If you have a small child and a swimming pool, then it's at least a little likely that you may sometimes worry about said child falling into said pool. Well, it was with that concern in mind that British electrical engineer John Barstead created the Dolphin Alarm.

Here's how it works …

When small children who have no business going into the pool on their own are out playing near it, they wear a special wristband. If they should fall in, the wristband will generate a three-tone sonar signal as soon as it's immersed in the water.

That signal will be detected by a hydrophone contained within a receiver unit that floats in the pool. When that happens, the unit will emit a 131-decibel alarm. It will also transmit an alert to an indoor remote unit located up to 150 m away (170 ft), which will likewise sound an alarm of its own.

The Dolphin Alarm system
The Dolphin Alarm system

While there are other child-in-the-pool alarms, most of them are wave-activated and have to be shut off when other people are using the pool.

Barstead and his team are currently raising production funds for the Dolphin Alarm, on Kickstarter. A pledge of £143 (about US$201) – which is 50 percent of the planned retail price –will get you a system, when and if it reaches production.

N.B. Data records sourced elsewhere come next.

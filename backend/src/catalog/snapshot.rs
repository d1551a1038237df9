//! Catalog snapshots stored as JSON files.
//!
//! A snapshot holds all ten catalogs in one object keyed by catalog name
//! (`categories`, `languages`, ..., `classes`). Files are checked against the
//! embedded JSON Schema (Draft 7) before use:
//!
//! ```json
//! {
//!   "categories": [{ "id": "c1", "name": "Mathematics" }],
//!   "countries":  [{ "id": 1, "name": "Pakistan", "code": "PK" }]
//! }
//! ```

use async_trait::async_trait;
use serde_json::Value;
use std::path::Path;

use super::CatalogSource;
use crate::error::{CatalogLoadError, CatalogResult};
use crate::models::{CatalogEntry, CatalogKind, ReferenceCatalogs};

const SNAPSHOT_SCHEMA: &str = include_str!("../../schemas/reference-catalogs.json");

/// Catalogs loaded from a validated snapshot.
#[derive(Debug, Clone)]
pub struct SnapshotCatalogs {
    catalogs: ReferenceCatalogs,
}

impl SnapshotCatalogs {
    /// Read and validate a snapshot file.
    pub fn from_path(path: impl AsRef<Path>) -> CatalogResult<Self> {
        let path = path.as_ref();
        let content = std::fs::read_to_string(path).map_err(|e| {
            CatalogLoadError::Snapshot(format!("cannot read {}: {}", path.display(), e))
        })?;
        Self::from_json(&content)
    }

    /// Parse and validate snapshot JSON.
    pub fn from_json(content: &str) -> CatalogResult<Self> {
        let data: Value = serde_json::from_str(content)
            .map_err(|e| CatalogLoadError::Snapshot(format!("invalid JSON: {}", e)))?;

        check_schema(&data).map_err(|errors| CatalogLoadError::Snapshot(errors.join("; ")))?;

        let catalogs: ReferenceCatalogs = serde_json::from_value(data)
            .map_err(|e| CatalogLoadError::Snapshot(e.to_string()))?;
        Ok(Self { catalogs })
    }

    pub fn catalogs(&self) -> &ReferenceCatalogs {
        &self.catalogs
    }
}

#[async_trait]
impl CatalogSource for SnapshotCatalogs {
    async fn fetch(&self, kind: CatalogKind) -> CatalogResult<Vec<CatalogEntry>> {
        Ok(self.catalogs.entries(kind).to_vec())
    }
}

/// Validate snapshot JSON against the embedded schema.
///
/// Returns every schema violation, not just the first.
pub fn check_schema(data: &Value) -> Result<(), Vec<String>> {
    let schema: Value = serde_json::from_str(SNAPSHOT_SCHEMA)
        .map_err(|e| vec![format!("Invalid embedded schema: {}", e)])?;
    let validator = jsonschema::draft7::new(&schema)
        .map_err(|e| vec![format!("Invalid embedded schema: {}", e)])?;

    let errors: Vec<String> = validator.iter_errors(data).map(|e| e.to_string()).collect();

    if errors.is_empty() {
        Ok(())
    } else {
        Err(errors)
    }
}
//! # Course Import - XLSX bulk upload for the LMS
//!
//! Decodes course spreadsheets into nested course records, checks them
//! against field rules and the LMS reference catalogs, and either accepts the
//! whole batch or reports every problem at once.
//!
//! ## Architecture
//!
//! ```text
//! ┌─────────────┐     ┌─────────────┐     ┌─────────────┐     ┌─────────────┐
//! │  XLSX File  │────▶│   Parser    │────▶│  Validator  │────▶│   Report    │
//! │  (upload)   │     │ (sections…) │     │ (catalogs)  │     │ (accepted)  │
//! └─────────────┘     └─────────────┘     └─────────────┘     └─────────────┘
//! ```
//!
//! ## Quick Start
//!
//! ```rust,ignore
//! use course_import::{import_upload, ImportLog, ImportOptions, SnapshotCatalogs, Upload};
//!
//! #[tokio::main]
//! async fn main() {
//!     let catalogs = SnapshotCatalogs::from_path("catalogs.json").unwrap();
//!     let upload = Upload::new("courses.xlsx", std::fs::read("courses.xlsx").unwrap());
//!     let log = ImportLog::new("local");
//!     let report = import_upload(&upload, &catalogs, &ImportOptions::default(), &log)
//!         .await
//!         .unwrap();
//!     println!("Accepted {} courses", report.courses.len());
//! }
//! ```
//!
//! ## Modules
//!
//! - [`error`] - Hierarchical error types
//! - [`models`] - Course records, catalogs, validation errors
//! - [`parser`] - XLSX decoding and header layout
//! - [`catalog`] - Reference catalog loading and id resolution
//! - [`validation`] - Field and reference rules
//! - [`pipeline`] - Import stages
//! - [`auth`] - Bearer token verification
//! - [`config`] - Environment configuration
//! - [`api`] - HTTP API server

// Core modules
pub mod error;
pub mod models;

// Decoding
pub mod parser;

// Reference data
pub mod catalog;

// Validation
pub mod validation;

// Orchestration
pub mod pipeline;

// Service
pub mod auth;
pub mod config;
pub mod api;

// =============================================================================
// Re-exports - Error types
// =============================================================================

pub use error::{
    AuthError,
    CatalogLoadError,
    ConfigError,
    DecodeError,
    FormatError,
    ImportError,
    ImportResult,
};

// =============================================================================
// Re-exports - Models
// =============================================================================

pub use models::{
    CatalogEntry,
    CatalogKind,
    ContentItemRecord,
    ContentKind,
    ContentType,
    CourseRecord,
    LessonRecord,
    ReferenceCatalogs,
    SectionRecord,
    ValidationError,
};

// =============================================================================
// Re-exports - Parsing
// =============================================================================

pub use parser::{
    decode_courses,
    decode_workbook,
    header_template,
    DecodedWorkbook,
    HeaderLayout,
};

// =============================================================================
// Re-exports - Catalogs
// =============================================================================

pub use catalog::{
    load_catalogs,
    CatalogSource,
    ResolvedReferences,
    SnapshotCatalogs,
    SupabaseCatalogs,
};

// =============================================================================
// Re-exports - Validation
// =============================================================================

pub use validation::{validate_batch, validate_course};

// =============================================================================
// Re-exports - Pipeline
// =============================================================================

pub use pipeline::{
    check_format,
    import_upload,
    parse_upload,
    ImportOptions,
    ImportReport,
    ImportStage,
    Upload,
};

// =============================================================================
// Re-exports - API
// =============================================================================

pub use api::logs::ImportLog;
pub use api::types::{error_response, ImportResponse, ParseResponse};
pub use auth::{IdentityVerifier, SupabaseAuth};
pub use config::Config;

// Server
pub mod server {
    pub use crate::api::server::{build_router, start_server, AppState};
}
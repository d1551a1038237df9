//! HTTP API module.
//!
//! This module provides the HTTP server, response bodies and the log stream
//! for the course import service.

pub mod server;
pub mod types;
pub mod logs;

pub use server::{build_router, start_server, AppState};
pub use types::*;
pub use logs::*;
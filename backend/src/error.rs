//! Error types for the course import pipeline.
//!
//! Each stage of an import has its own error type:
//!
//! - [`AuthError`] - Missing or rejected bearer credential
//! - [`FormatError`] - Upload is not an `.xlsx` workbook
//! - [`DecodeError`] - Workbook structure problems (no sheet, no data, missing headers)
//! - [`CatalogLoadError`] - A reference catalog lookup failed
//! - [`ConfigError`] - Invalid environment configuration
//! - [`ImportError`] - Top-level terminal rejection of an import
//!
//! Field-level problems are not errors in this sense: they are accumulated as
//! [`crate::models::ValidationError`] values and reported together through
//! [`ImportError::Validation`].

use thiserror::Error;

use crate::models::ValidationError;

// =============================================================================
// Authentication Errors
// =============================================================================

/// Errors while verifying the caller's credential.
#[derive(Debug, Error)]
pub enum AuthError {
    /// No `Authorization` header on the request.
    #[error("Authorization header required")]
    MissingHeader,

    /// The auth provider did not recognise the token.
    #[error("Invalid authentication token")]
    InvalidToken,

    /// The auth provider could not be reached.
    #[error("Authentication service unavailable: {0}")]
    Unavailable(String),
}

// =============================================================================
// Upload Format Errors
// =============================================================================

/// Errors about the uploaded file itself, before any decoding.
#[derive(Debug, Error)]
pub enum FormatError {
    /// The multipart form had no `file` field.
    #[error("No file provided")]
    MissingFile,

    /// The file extension is not `.xlsx`.
    #[error("Unsupported file format. Please upload XLSX files only.")]
    UnsupportedExtension(String),
}

// =============================================================================
// Workbook Decode Errors
// =============================================================================

/// Errors while decoding the workbook into course records.
#[derive(Debug, Error)]
pub enum DecodeError {
    /// The bytes are not a readable XLSX archive.
    #[error("Failed to parse XLSX file: {0}")]
    Workbook(String),

    /// The workbook has no worksheet.
    #[error("Failed to parse XLSX file: No worksheets found in XLSX file")]
    NoWorksheet,

    /// Only a header row (or nothing at all).
    #[error("Failed to parse XLSX file: Invalid XLSX file: insufficient data")]
    InsufficientData,

    /// One of the fixed required headers is absent.
    #[error("Failed to parse XLSX file: Missing required header: {0}")]
    MissingHeader(String),
}

impl From<calamine::XlsxError> for DecodeError {
    fn from(err: calamine::XlsxError) -> Self {
        DecodeError::Workbook(err.to_string())
    }
}

// =============================================================================
// Catalog Errors
// =============================================================================

/// Errors while loading reference catalogs.
///
/// Any single failure aborts the whole load.
#[derive(Debug, Error)]
pub enum CatalogLoadError {
    /// Transport or query failure for one catalog.
    #[error("Failed to load {catalog} catalog: {message}")]
    Query { catalog: String, message: String },

    /// The fan-out did not finish in time.
    #[error("Reference catalogs did not load within {0} seconds")]
    Timeout(u64),

    /// A catalog snapshot file failed to load or validate.
    #[error("Invalid catalog snapshot: {0}")]
    Snapshot(String),
}

// =============================================================================
// Configuration Errors
// =============================================================================

/// Errors reading the service configuration.
#[derive(Debug, Error)]
pub enum ConfigError {
    /// Required variable not set.
    #[error("Missing {0} environment variable")]
    Missing(&'static str),

    /// Variable set but unparsable.
    #[error("Invalid value for {name}: {value}")]
    Invalid { name: &'static str, value: String },
}

// =============================================================================
// Import Errors (top-level)
// =============================================================================

/// Terminal rejection of an import.
///
/// Every variant corresponds to one way the orchestrator ends in `Rejected`.
#[derive(Debug, Error)]
pub enum ImportError {
    /// Credential check failed.
    #[error(transparent)]
    Auth(#[from] AuthError),

    /// Wrong file type or no file.
    #[error(transparent)]
    Format(#[from] FormatError),

    /// Workbook could not be decoded.
    #[error(transparent)]
    Decode(#[from] DecodeError),

    /// Too many course rows in one upload.
    #[error("Maximum {limit} courses allowed per upload. Found {found} courses.")]
    TooManyCourses { found: usize, limit: usize },

    /// Reference catalogs unavailable.
    #[error(transparent)]
    CatalogLoad(#[from] CatalogLoadError),

    /// Accumulated field-level failures.
    #[error("Validation failed")]
    Validation(Vec<ValidationError>),
}

impl ImportError {
    /// HTTP status code the API answers with for this rejection.
    pub fn status_code(&self) -> u16 {
        match self {
            ImportError::Auth(_) => 401,
            _ => 400,
        }
    }
}

// =============================================================================
// Result Type Aliases
// =============================================================================

/// Result type for workbook decoding.
pub type DecodeResult<T> = Result<T, DecodeError>;

/// Result type for catalog loading.
pub type CatalogResult<T> = Result<T, CatalogLoadError>;

/// Result type for authentication.
pub type AuthResult<T> = Result<T, AuthError>;

/// Result type for a full import.
pub type ImportResult<T> = Result<T, ImportError>;
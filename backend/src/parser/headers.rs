//! Spreadsheet header vocabulary.
//!
//! Header names are exact and case-sensitive. Nested headers carry their
//! position in the name: `Section 2 Title`, `Lesson 2.1 Overview`,
//! `Content 2.1.3 Path`.

use once_cell::sync::Lazy;
use regex::Regex;
use std::collections::HashSet;

pub const COURSE_TITLE: &str = "Course Title";
pub const COURSE_SUBTITLE: &str = "Course Subtitle";
pub const COURSE_DESCRIPTION: &str = "Course Description";
pub const CATEGORY: &str = "Category";
pub const LANGUAGE: &str = "Language";
pub const LEVEL: &str = "Level";
pub const COUNTRY_CODES: &str = "Country Codes";
pub const REGION_CODES: &str = "Region Codes";
pub const CITY_CODES: &str = "City Codes";
pub const PROJECT_CODES: &str = "Project Codes";
pub const BOARD_CODES: &str = "Board Codes";
pub const SCHOOL_CODES: &str = "School Codes";
pub const CLASS_CODES: &str = "Class Codes";
pub const REQUIREMENTS: &str = "Requirements";
pub const LEARNING_OUTCOMES: &str = "Learning Outcomes";
pub const DURATION: &str = "Duration";

/// Headers that must appear in the header row.
pub const REQUIRED_HEADERS: [&str; 4] = [COURSE_TITLE, CATEGORY, LANGUAGE, LEVEL];

/// Flat course columns in template order.
pub const COURSE_HEADERS: [&str; 16] = [
    COURSE_TITLE,
    COURSE_SUBTITLE,
    COURSE_DESCRIPTION,
    CATEGORY,
    LANGUAGE,
    LEVEL,
    COUNTRY_CODES,
    REGION_CODES,
    CITY_CODES,
    PROJECT_CODES,
    BOARD_CODES,
    SCHOOL_CODES,
    CLASS_CODES,
    REQUIREMENTS,
    LEARNING_OUTCOMES,
    DURATION,
];

pub fn section_title(s: usize) -> String {
    format!("Section {s} Title")
}

pub fn section_overview(s: usize) -> String {
    format!("Section {s} Overview")
}

pub fn lesson_title(s: usize, l: usize) -> String {
    format!("Lesson {s}.{l} Title")
}

pub fn lesson_overview(s: usize, l: usize) -> String {
    format!("Lesson {s}.{l} Overview")
}

pub fn content_type(s: usize, l: usize, c: usize) -> String {
    format!("Content {s}.{l}.{c} Type")
}

pub fn content_title(s: usize, l: usize, c: usize) -> String {
    format!("Content {s}.{l}.{c} Title")
}

pub fn content_path(s: usize, l: usize, c: usize) -> String {
    format!("Content {s}.{l}.{c} Path")
}

pub fn content_due_date(s: usize, l: usize, c: usize) -> String {
    format!("Content {s}.{l}.{c} Due Date (YYYY-MM-DD)")
}

pub fn content_instructions(s: usize, l: usize, c: usize) -> String {
    format!("Content {s}.{l}.{c} Assignment Instructions")
}

/// Content item reference used for item-level errors ("Content 1.2.3").
pub fn content_label(s: usize, l: usize, c: usize) -> String {
    format!("Content {s}.{l}.{c}")
}

/// Full header row for a sheet with the given nesting shape.
pub fn header_template(sections: usize, lessons: usize, contents: usize) -> Vec<String> {
    let mut headers: Vec<String> = COURSE_HEADERS.iter().map(|h| h.to_string()).collect();

    for s in 1..=sections {
        headers.push(section_title(s));
        headers.push(section_overview(s));
        for l in 1..=lessons {
            headers.push(lesson_title(s, l));
            headers.push(lesson_overview(s, l));
            for c in 1..=contents {
                headers.push(content_type(s, l, c));
                headers.push(content_title(s, l, c));
                headers.push(content_path(s, l, c));
                headers.push(content_due_date(s, l, c));
                headers.push(content_instructions(s, l, c));
            }
        }
    }

    headers
}

// =============================================================================
// Header layout scan
// =============================================================================

static NESTED_PREFIX: Lazy<Regex> =
    Lazy::new(|| Regex::new(r"^(Section|Lesson|Content)\b").expect("valid regex"));

static SECTION_HEADER: Lazy<Regex> =
    Lazy::new(|| Regex::new(r"^Section (\d+) (Title|Overview)$").expect("valid regex"));

static LESSON_HEADER: Lazy<Regex> =
    Lazy::new(|| Regex::new(r"^Lesson (\d+)\.(\d+) (Title|Overview)$").expect("valid regex"));

static CONTENT_HEADER: Lazy<Regex> = Lazy::new(|| {
    Regex::new(
        r"^Content (\d+)\.(\d+)\.(\d+) (Type|Title|Path|Due Date \(YYYY-MM-DD\)|Assignment Instructions)$",
    )
    .expect("valid regex")
});

/// Position of a nested header: section, lesson, content (0 when absent).
type Position = (usize, usize, usize);

/// Problems with nested headers that decoding would silently ignore.
#[derive(Debug, Clone, Default, PartialEq, Eq)]
pub struct HeaderLayout {
    /// Nested headers whose index can never be reached by contiguous probing.
    pub unreachable: Vec<String>,
    /// Headers that start like a nested header but do not match the vocabulary.
    pub malformed: Vec<String>,
}

impl HeaderLayout {
    pub fn is_clean(&self) -> bool {
        self.unreachable.is_empty() && self.malformed.is_empty()
    }

    pub fn warnings(&self) -> Vec<String> {
        let unreachable = self
            .unreachable
            .iter()
            .map(|h| format!("Column \"{h}\" will be ignored: an earlier index is missing"));
        let malformed = self
            .malformed
            .iter()
            .map(|h| format!("Column \"{h}\" does not match the template naming"));
        unreachable.chain(malformed).collect()
    }
}

/// Scan a header row for nested columns that decoding cannot reach.
///
/// Probing walks each level from index 1 and stops at the first missing title
/// column (the type column for content items), so any nested header sitting
/// behind a gap is dead weight in the sheet.
pub fn scan_layout(headers: &[String]) -> HeaderLayout {
    let present: HashSet<&str> = headers.iter().map(String::as_str).collect();
    let mut layout = HeaderLayout::default();

    for header in headers {
        if !NESTED_PREFIX.is_match(header) {
            continue;
        }

        let position = match parse_position(header) {
            Some(p) => p,
            None => {
                layout.malformed.push(header.clone());
                continue;
            }
        };

        if !is_reachable(position, &present) {
            layout.unreachable.push(header.clone());
        }
    }

    layout
}

fn parse_position(header: &str) -> Option<Position> {
    let num = |caps: &regex::Captures, i: usize| caps[i].parse::<usize>().ok();

    if let Some(caps) = SECTION_HEADER.captures(header) {
        return Some((num(&caps, 1)?, 0, 0));
    }
    if let Some(caps) = LESSON_HEADER.captures(header) {
        return Some((num(&caps, 1)?, num(&caps, 2)?, 0));
    }
    if let Some(caps) = CONTENT_HEADER.captures(header) {
        return Some((num(&caps, 1)?, num(&caps, 2)?, num(&caps, 3)?));
    }
    None
}

fn is_reachable((s, l, c): Position, present: &HashSet<&str>) -> bool {
    if s == 0 || (1..=s).any(|i| !present.contains(section_title(i).as_str())) {
        return false;
    }
    if l > 0 && (1..=l).any(|j| !present.contains(lesson_title(s, j).as_str())) {
        return false;
    }
    if c > 0 {
        return (1..=c).all(|k| {
            present.contains(content_type(s, l, k).as_str())
                || present.contains(content_title(s, l, k).as_str())
        });
    }
    true
}

#[cfg(test)]
mod tests {
    use super::*;

    fn strings(items: &[&str]) -> Vec<String> {
        items.iter().map(|s| s.to_string()).collect()
    }

    #[test]
    fn test_template_shape() {
        let headers = header_template(1, 1, 1);
        assert_eq!(headers.len(), 16 + 2 + 2 + 5);
        assert_eq!(headers[0], "Course Title");
        assert_eq!(headers[16], "Section 1 Title");
        assert_eq!(headers[18], "Lesson 1.1 Title");
        assert_eq!(headers[23], "Content 1.1.1 Due Date (YYYY-MM-DD)");
    }

    #[test]
    fn test_template_layout_is_clean() {
        let layout = scan_layout(&header_template(3, 2, 2));
        assert!(layout.is_clean(), "{:?}", layout);
    }

    #[test]
    fn test_gap_makes_later_sections_unreachable() {
        let headers = strings(&[
            "Course Title",
            "Section 1 Title",
            "Section 3 Title",
            "Section 3 Overview",
            "Lesson 3.1 Title",
        ]);
        let layout = scan_layout(&headers);
        assert_eq!(
            layout.unreachable,
            strings(&["Section 3 Title", "Section 3 Overview", "Lesson 3.1 Title"])
        );
        assert!(layout.malformed.is_empty());
    }

    #[test]
    fn test_content_reachable_through_title_only() {
        let headers = strings(&[
            "Section 1 Title",
            "Lesson 1.1 Title",
            "Content 1.1.1 Title",
            "Content 1.1.2 Type",
        ]);
        assert!(scan_layout(&headers).is_clean());
    }

    #[test]
    fn test_malformed_nested_header() {
        let headers = strings(&["Section 1 Title", "Lesson 1 Title", "Content 1.1.1 Notes"]);
        let layout = scan_layout(&headers);
        assert_eq!(layout.malformed, strings(&["Lesson 1 Title", "Content 1.1.1 Notes"]));
        assert_eq!(layout.warnings().len(), 2);
    }

    #[test]
    fn test_flat_headers_ignored() {
        let headers = strings(&["Course Title", "Sectional Notes", "Duration"]);
        assert!(scan_layout(&headers).is_clean());
    }
}
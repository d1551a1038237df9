//! Course import CLI - validate XLSX course sheets for the LMS
//!
//! # Commands
//!
//! ```bash
//! course-import serve                                   # Start HTTP server (port 3000)
//! course-import parse courses.xlsx                      # Decode to JSON
//! course-import validate courses.xlsx --catalogs c.json # Offline import against a snapshot
//! course-import headers --sections 2 --lessons 3        # Print a header template row
//! ```

use clap::{Parser, Subcommand};
use course_import::{
    check_format, decode_workbook, header_template, import_upload, Config, ImportError, ImportLog,
    ImportOptions, SnapshotCatalogs, Upload, ValidationError,
};
use std::fs;
use std::path::{Path, PathBuf};

#[derive(Parser)]
#[command(name = "course-import")]
#[command(about = "Decode and validate XLSX course bulk uploads", long_about = None)]
struct Cli {
    #[command(subcommand)]
    command: Commands,
}

#[derive(Subcommand)]
enum Commands {
    /// Start the HTTP API server
    Serve {
        /// Port to listen on (overrides PORT)
        #[arg(short, long)]
        port: Option<u16>,
    },

    /// Decode an XLSX file and output the courses as JSON
    Parse {
        /// Input XLSX file
        input: PathBuf,

        /// Output file (default: stdout)
        #[arg(short, long)]
        output: Option<PathBuf>,
    },

    /// Run a full import against a catalog snapshot
    Validate {
        /// Input XLSX file
        input: PathBuf,

        /// Reference catalog snapshot (JSON)
        #[arg(short, long)]
        catalogs: PathBuf,

        /// Write validation errors as CSV
        #[arg(long)]
        errors_csv: Option<PathBuf>,

        /// Largest accepted batch
        #[arg(long, default_value_t = 100)]
        max_courses: usize,
    },

    /// Print the header row for an empty upload sheet
    Headers {
        /// Sections per course
        #[arg(short, long, default_value_t = 1)]
        sections: usize,

        /// Lessons per section
        #[arg(short, long, default_value_t = 1)]
        lessons: usize,

        /// Content items per lesson
        #[arg(short, long, default_value_t = 1)]
        contents: usize,

        /// Output file (default: stdout)
        #[arg(short, long)]
        output: Option<PathBuf>,
    },
}

#[tokio::main]
async fn main() {
    let cli = Cli::parse();

    let result = match cli.command {
        Commands::Serve { port } => cmd_serve(port).await,

        Commands::Parse { input, output } => cmd_parse(&input, output.as_deref()),

        Commands::Validate {
            input,
            catalogs,
            errors_csv,
            max_courses,
        } => cmd_validate(&input, &catalogs, errors_csv.as_deref(), max_courses).await,

        Commands::Headers {
            sections,
            lessons,
            contents,
            output,
        } => cmd_headers(sections, lessons, contents, output.as_deref()),
    };

    match result {
        Ok(true) => {}
        Ok(false) => std::process::exit(1),
        Err(e) => {
            eprintln!("❌ Error: {}", e);
            std::process::exit(1);
        }
    }
}

type CmdResult = Result<bool, Box<dyn std::error::Error>>;

async fn cmd_serve(port: Option<u16>) -> CmdResult {
    let mut config = Config::from_env()?;
    if let Some(port) = port {
        config = config.with_port(port);
    }
    course_import::server::start_server(config).await?;
    Ok(true)
}

fn cmd_parse(input: &Path, output: Option<&Path>) -> CmdResult {
    eprintln!("📄 Parsing XLSX: {}", input.display());

    check_format(&input.to_string_lossy())?;
    let decoded = decode_workbook(&fs::read(input)?)?;

    eprintln!("   Sheet: {}", decoded.sheet_name);
    eprintln!("   Columns: {}", decoded.headers.len());
    if !decoded.skipped_rows.is_empty() {
        eprintln!("   Skipped blank rows: {:?}", decoded.skipped_rows);
    }
    for warning in decoded.layout.warnings() {
        eprintln!("   ⚠️  {}", warning);
    }
    eprintln!("✅ Decoded {} courses", decoded.courses.len());

    let json = serde_json::to_string_pretty(&decoded.courses)?;
    write_output(&json, output)?;

    Ok(true)
}

async fn cmd_validate(
    input: &Path,
    catalogs: &Path,
    errors_csv: Option<&Path>,
    max_courses: usize,
) -> CmdResult {
    eprintln!("✔️  Validating: {}", input.display());

    let source = SnapshotCatalogs::from_path(catalogs)?;
    eprintln!(
        "   Catalogs: {} entries from {}",
        source.catalogs().total_entries(),
        catalogs.display()
    );

    let upload = Upload::new(input.to_string_lossy(), fs::read(input)?);
    let options = ImportOptions { max_courses, ..Default::default() };
    let log = ImportLog::new("cli");

    match import_upload(&upload, &source, &options, &log).await {
        Ok(report) => {
            eprintln!("\n✅ All {} courses valid!", report.courses.len());
            for course in &report.courses {
                eprintln!(
                    "   Row {}: {} ({} sections, {} lessons, {} content items)",
                    course.source_row,
                    course.course_title,
                    course.sections.len(),
                    course.lesson_count(),
                    course.content_count()
                );
            }
            Ok(true)
        }
        Err(ImportError::Validation(errors)) => {
            eprintln!("\n❌ {} validation errors:", errors.len());
            for error in &errors {
                eprintln!("   - {}", error);
            }
            if let Some(path) = errors_csv {
                write_errors_csv(&errors, path)?;
                eprintln!("💾 Errors written to: {}", path.display());
            }
            Ok(false)
        }
        Err(other) => {
            eprintln!("\n❌ Rejected: {}", other);
            Ok(false)
        }
    }
}

fn cmd_headers(sections: usize, lessons: usize, contents: usize, output: Option<&Path>) -> CmdResult {
    let mut writer = csv::Writer::from_writer(Vec::new());
    writer.write_record(header_template(sections, lessons, contents))?;
    let row = String::from_utf8(writer.into_inner()?)?;

    write_output(row.trim_end(), output)?;
    Ok(true)
}

fn write_errors_csv(errors: &[ValidationError], path: &Path) -> Result<(), Box<dyn std::error::Error>> {
    let mut writer = csv::Writer::from_path(path)?;
    writer.write_record(["Row", "Field", "Message"])?;
    for error in errors {
        writer.write_record([error.row.to_string(), error.field.clone(), error.message.clone()])?;
    }
    writer.flush()?;
    Ok(())
}

fn write_output(content: &str, path: Option<&Path>) -> Result<(), Box<dyn std::error::Error>> {
    match path {
        Some(p) => {
            fs::write(p, content)?;
            eprintln!("💾 Output written to: {}", p.display());
        }
        None => {
            println!("{}", content);
        }
    }
    Ok(())
}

Sources: Dolphin Alarms, Kickstarter

So how do you force children to keep the arm band on? Supaglue? Or better yet “wouldn’t it be fun to see Mum and dad come running? - I just have to put my wrist in a the water”. Great that people are trying ideas for such a problem, but still no replacement for good pool fences and constant supervision.
Looks REALLY iffy: - Not a single image of the real product even though it's supposed to go to manufacturing next month. - They mention some accreditation, in particular "ANSI 2535.6". The only mention I can find online about that a poor OCR from the ANSI Z535.6 which does seem related to safety. If the accreditation is such a good thing, how can they get it wrong? - But then, Z535.6 is about manuals and instructions. Nothing critical, just pompous. - Similarly, AFNOR NF P90-307, looks to be related to "optical beam scanning", while this product is sonar based (although, maybe, some of the rules in P90-307 would apply to sonar) - In the timeline on the Kickstarter page, they say they had to remove an existing product from the market because of new US regulations => unsafe product? - Then two years later they moved to the UK. Coincidence or are they trying to work around those regulations?
And even if all the above is wrong, are they really expecting kids to remember/want to put on the bracelet/belt every time they go near the pool? Wave-based devices at least don't have such a requirement.
I don't know for you, but to me this feels more like a scam than a real (or even useful) product.
Craig Jennings
Really thought this was going to be a sonar version of a motion detection alarm.
Brian M
highlandboy - Hits it right on the head. Great that people are trying to protect kids this way, but this is not the solution. System needs to failsafe, this doesn't.
Better to have something detecting movement in the water, which then triggers an alarm unless wearing a bracelet. So adults have to wear an ankle/wrist bracelet before taking a dip - Will also amuse said kids that mum/dad/big sister/brother are tagged!
It's way overpriced at half retail. And it requires the child to put on the watchband device, so it's failure prone at best. I guess most of these items are overpriced: I think I'd go with the subsurface disturbance alarm, which is less expensive. If you have small pets, put in a doggy ramp which allows them to walk out. Speaking of which, I think I'll start building them and selling them for $402 retail. I'll make a million!
Looks like I was not the only one suspicious of that project. It has been suspended by Kickstarter.